The modelling was carried out using a 4-9-5 architecture based on the recommendation by the improved version of the Kolmogorov theorem called the Kolmogorov Mapping Neural Network Existence Theorem. This theorem recommends a three-layer neural network composing of n inputs, 2n + 1 hidden layers, and m outputs [97]. Thus, the 4-9-5 ANN architecture corresponds to 4 neurons in the input layer, 9 neurons in one hidden layer, and 5 neurons in the output layer. The nntool was used to perform the computation in MATLAB R2021b. By default, this tool uses 70% of the data for training, 15% for validation, and 15% for testing.

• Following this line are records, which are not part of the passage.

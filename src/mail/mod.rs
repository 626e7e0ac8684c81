//! Outbound email plumbing: the message model, the dispatch strategy seam,
//! and the two dispatcher implementations (SMTP relay and log-only
//! simulation).

mod logging;
mod smtp;

pub use logging::LoggingDispatcher;
pub use smtp::SmtpRelayDispatcher;

use async_trait::async_trait;

use crate::config::AppConfig;

/// Whether a dispatcher actually contacts the mail relay.
#[derive(Debug, Clone, Copy, PartialEq, Eq)]
pub enum DispatchMode {
    Simulated,
    Live,
}

impl DispatchMode {
    pub const fn label(self) -> &'static str {
        match self {
            DispatchMode::Simulated => "simulated",
            DispatchMode::Live => "live",
        }
    }
}

/// One side of an email exchange: optional display name plus address.
#[derive(Debug, Clone, PartialEq, Eq)]
pub struct MailAddress {
    pub name: Option<String>,
    pub email: String,
}

impl MailAddress {
    pub fn new(name: impl Into<String>, email: impl Into<String>) -> Self {
        Self {
            name: Some(name.into()),
            email: email.into(),
        }
    }

    pub fn bare(email: impl Into<String>) -> Self {
        Self {
            name: None,
            email: email.into(),
        }
    }
}

/// A fully composed message ready for delivery.
#[derive(Debug, Clone, PartialEq, Eq)]
pub struct OutboundEmail {
    pub from: MailAddress,
    pub to: MailAddress,
    pub reply_to: MailAddress,
    pub subject: String,
    pub text_body: String,
    pub html_body: String,
    /// Extra RFC 5322 headers appended verbatim (e.g. `List-Unsubscribe`).
    pub extra_headers: Vec<(&'static str, String)>,
}

/// Errors raised while building or delivering a message.
#[derive(Debug, thiserror::Error)]
pub enum DispatchError {
    #[error("mail relay credential is not configured")]
    MissingCredential,
    #[error("invalid mail address: {0}")]
    Address(#[from] lettre::address::AddressError),
    #[error("could not assemble mail message: {0}")]
    Message(#[from] lettre::error::Error),
    #[error("mail relay transport error: {0}")]
    Transport(#[from] lettre::transport::smtp::Error),
}

/// Delivery strategy injected into the intake service so the orchestrator is
/// testable without a real mail relay.
#[async_trait]
pub trait MailDispatcher: Send + Sync {
    fn mode(&self) -> DispatchMode;

    async fn dispatch(&self, email: &OutboundEmail) -> Result<(), DispatchError>;
}

/// Dispatcher selected once at startup from the loaded configuration.
pub enum ConfiguredDispatcher {
    Simulated(LoggingDispatcher),
    Live(SmtpRelayDispatcher),
}

impl ConfiguredDispatcher {
    /// Simulated unless the stage is production and a relay credential is
    /// present; a missing credential overrides the stage indicator.
    pub fn from_config(config: &AppConfig) -> Result<Self, DispatchError> {
        if config.live_dispatch() {
            Ok(Self::Live(SmtpRelayDispatcher::from_config(&config.mail)?))
        } else {
            Ok(Self::Simulated(LoggingDispatcher::default()))
        }
    }
}

#[async_trait]
impl MailDispatcher for ConfiguredDispatcher {
    fn mode(&self) -> DispatchMode {
        match self {
            Self::Simulated(inner) => inner.mode(),
            Self::Live(inner) => inner.mode(),
        }
    }

    async fn dispatch(&self, email: &OutboundEmail) -> Result<(), DispatchError> {
        match self {
            Self::Simulated(inner) => inner.dispatch(email).await,
            Self::Live(inner) => inner.dispatch(email).await,
        }
    }
}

The Levenberg–Marquardt backpropagation algorithm that updates the values of weights according to the Levenberg–Marquardt optimization was used to train a feed-forward ANN. In a backpropagation algorithm, the network continues until convergence or a maximum number of iterations is reached [98]. The pureline function was used as the activation function in the ANN structure. The number of epochs was set at an initial of 100 but the training process stopped after 3 iterations. The training stops when the model with the lowest root mean squared error on single test points is found. The correlation coefficient R for the training of the final model was 0.98073. The R values for the testing and the overall model were 0.98039 and 0.97379, respectively. The results are shown in Figs. 6A–C. The leaching efficiencies of REEs from PG can be predicted at very high accuracy using ANN. In contrast to the results of the regression models, the ANN was able to accurately predict REE leaching efficiency with very high R values even after considering the S/L ratio.

Fig. 6
figure 6

Leaching efficiency predicted by the neural network in the A training, B testing, and C the overall model versus the experimental leaching efficiency showed very high R using the 4-9-5 ANN architecture

Conclusions

This work investigated for the first time, the leaching efficiency of the REEs from Philippine PG with H2SO4 and optimized the relevant parameters: acid concentration > temperature > time > solid-to-liquid ratio using Taguchi method, regression, and ANN analysis. A TREEs leaching efficiency of 71% (La 75%, Ce 72%, Nd 71% and Y 63%) was realized and it could be shown that the modelling approaches are powerful tools to predict and optimize the leaching efficiencies of REEs from Philippine PG. The experiments described here, though very successful, were all conducted at laboratory scale, and it is recommended to conduct larger pilot plant scale experiments next, to better understand the potential of REE recovery from Philippine PG on larger scale.